The White Hotel
- First edition (UK)
- Author: D. M. Thomas
- Language: English
- Genre: Historical fiction
- Publisher: Gollancz
- Publication date: January 1981
- Publication place: Great Britain
- Media type: Print
- Pages: 240 pp
- ISBN: 0-575-02889-0

= The White Hotel =

1981 novel by D. M. Thomas

The White Hotel is a novel written by the British (Cornish) poet, translator and novelist D. M. Thomas. It was first published in January 1981 by Gollancz in the United Kingdom and in March 1981 by The Viking Press in the United States.

The narrative is told principally in the form of an erotic journal and letters between the female narrator and a fictionalized Sigmund Freud as well as Freud's case history analysis of the narrator.

The White Hotel won the 1981 Los Angeles Times Book Prize for Fiction, the 1981 Cheltenham Prize for Literature and was shortlisted for the same year's Booker Prize.

==Development==
Thomas wrote some of it in Hereford, where he was living, and at New College, Oxford, where he was on a sabbatical, and used two typewriters, one in each city.

==Summary==
Set in 1919, the book's first three movements consist of the erotic fantasies and case history of a patient of Sigmund Freud, "Anna G", an opera singer referred to him for analysis and treatment of chronic psychosomatic pains in her left breast and ovary. Freud attempts to identify some incident in her past that would explain these pains, and elicits from her a long erotic narrative – called "Don Giovanni", because she had written it on this musical score – in verse and then prose. Freud draws inferences from the incidents described and discusses these with his patient, with Anna notably deducing that her father may have been unfaithful to her mother with her mother's twin sister (Anna G's aunt). Anna is an unreliable narrator, changing key details in the account of her life she offers Freud. Only late in the treatment does she reveal that she considers herself to have second sight. Freud does not, however, consider the possibility that either her erotic journal or her pains might arise from an incident not in her past, but in her future.

Following inconclusive treatment, Frau Anna G – revealed to be Elisabeth (Lisa) Erdman of Vienna – pursues a moderately successful musical career and marries a Russian Jewish opera singer, with whom she moves to Kiev in the 1920s. When he disappears in a Communist purge, she falls upon hard times and the third movement is set in 1941, when German troops capture Kiev. Lisa and her young son are ordered, along with the city's Jews, to Babi Yar.

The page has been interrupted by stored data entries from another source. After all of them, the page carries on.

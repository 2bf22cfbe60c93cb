// SPDX-License-Identifier: Apache-2.0

//! The `802-11-wireless-security` and `802-1x` setting types consumed by
//! the connection completer.
//!
//! Grounded on `Ieee8021XConfig` (`state/ieee8021x.rs`) for field shape,
//! naming convention, and the `hide_secrets` pattern, adapted to the
//! key-mgmt/auth-alg vocabulary exercised by `test-wifi-ap-utils.c`.

use serde::{Deserialize, Serialize};

#[derive(Debug, Clone, Copy, PartialEq, Eq, Serialize, Deserialize)]
#[serde(rename_all = "kebab-case")]
pub enum KeyMgmt {
    None,
    Ieee8021x,
    WpaNone,
    WpaPsk,
    WpaEap,
}

#[derive(Debug, Clone, Copy, PartialEq, Eq, Serialize, Deserialize)]
#[serde(rename_all = "kebab-case")]
pub enum AuthAlg {
    Open,
    Shared,
    Leap,
}

#[derive(Debug, Clone, Copy, PartialEq, Eq, Serialize, Deserialize)]
#[serde(rename_all = "kebab-case")]
pub enum Proto {
    Wpa,
    Rsn,
}

#[derive(Debug, Clone, Copy, PartialEq, Eq, Serialize, Deserialize)]
#[serde(rename_all = "kebab-case")]
pub enum Cipher {
    Wep40,
    Wep104,
    Tkip,
    Ccmp,
}

#[derive(Debug, Clone, Default, PartialEq, Eq, Serialize, Deserialize)]
#[serde(rename_all = "kebab-case")]
#[non_exhaustive]
/// The wireless-security setting of a connection template. All fields
/// optional: a partially filled setting is what the completer is asked
/// to finish.
pub struct WirelessSecurityConfig {
    #[serde(skip_serializing_if = "Option::is_none")]
    pub key_mgmt: Option<KeyMgmt>,
    #[serde(skip_serializing_if = "Option::is_none")]
    pub auth_alg: Option<AuthAlg>,
    #[serde(skip_serializing_if = "Option::is_none")]
    pub leap_username: Option<String>,
    #[serde(skip_serializing_if = "Option::is_none")]
    /// Replaced with a placeholder when querying; never logged in full.
    pub psk: Option<String>,
    #[serde(skip_serializing_if = "Vec::is_empty", default)]
    pub proto: Vec<Proto>,
    #[serde(skip_serializing_if = "Vec::is_empty", default)]
    pub pairwise: Vec<Cipher>,
    #[serde(skip_serializing_if = "Vec::is_empty", default)]
    pub group: Vec<Cipher>,
}

impl WirelessSecurityConfig {
    pub fn is_empty(&self) -> bool {
        *self == Self::default()
    }
}

#[derive(Debug, Clone, Default, PartialEq, Eq, Serialize, Deserialize)]
#[serde(rename_all = "kebab-case")]
#[non_exhaustive]
pub struct Ieee8021XConfig {
    #[serde(skip_serializing_if = "Option::is_none")]
    pub identity: Option<String>,
    #[serde(skip_serializing_if = "Option::is_none", rename = "eap-methods")]
    pub eap: Option<Vec<String>>,
    #[serde(skip_serializing_if = "Option::is_none")]
    pub private_key: Option<String>,
    #[serde(skip_serializing_if = "Option::is_none")]
    pub client_cert: Option<String>,
    #[serde(skip_serializing_if = "Option::is_none")]
    pub ca_cert: Option<String>,
    #[serde(skip_serializing_if = "Option::is_none")]
    pub private_key_password: Option<String>,
}

impl Ieee8021XConfig {
    /// Whether this 802.1X block carries enough to attempt dynamic WEP
    /// or WPA-EAP: at minimum a single EAP method.
    pub fn has_eap_method(&self) -> bool {
        self.eap.as_ref().is_some_and(|v| !v.is_empty())
    }
}

#[derive(Debug, Clone, Copy, PartialEq, Eq, Serialize, Deserialize)]
#[serde(rename_all = "kebab-case")]
pub enum WifiMode {
    Infrastructure,
    Adhoc,
}

#[derive(Debug, Clone, Default, PartialEq, Eq, Serialize, Deserialize)]
#[serde(rename_all = "kebab-case")]
/// The `802-11-wireless` setting being completed.
pub struct WirelessConfig {
    pub ssid: Vec<u8>,
    #[serde(skip_serializing_if = "Option::is_none")]
    pub bssid: Option<[u8; 6]>,
    #[serde(skip_serializing_if = "Option::is_none")]
    pub mode: Option<WifiMode>,
}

An other-worldly ("in Palestine or Purgatory", according to the author) epilogue ends the narrative.

==Awards and nominations==
- 1981 Los Angeles Times Book Prize for Fiction
- 1981 Cheltenham Prize
- 1981 Booker Prize (shortlist)

==Legacy==
A number of efforts have been made to make the novel into a film, which some have described as unfilmable or unadaptable. These have included attempts by Bernardo Bertolucci with Barbra Streisand, by David Lynch with Isabella Rossellini, by Simon Monjack with Brittany Murphy, and by Emir Kusturica with Nicole Kidman.

In 1992, London artist Maty Grunberg created a portfolio titled "Don Giovanni" (woodcuts, limited edition); text - "Don Giovanni", the opening poem of the book.

In 2016, the independent arts and music venue and nightclub the White Hotel opened in Salford, England, taking its name from the novel.

In August 2018, BBC Radio 4 broadcast an adaptation of Dennis Potter's screenplay, produced by Jon Amiel, producer of Potter's earlier The Singing Detective, with author Thomas's reminiscences about the book's publication and various film proposals. The BBC production starred Anne-Marie Duff as Lisa and Bill Paterson as Dr Probst.

The Irish Times published a piece on the book in April 2020.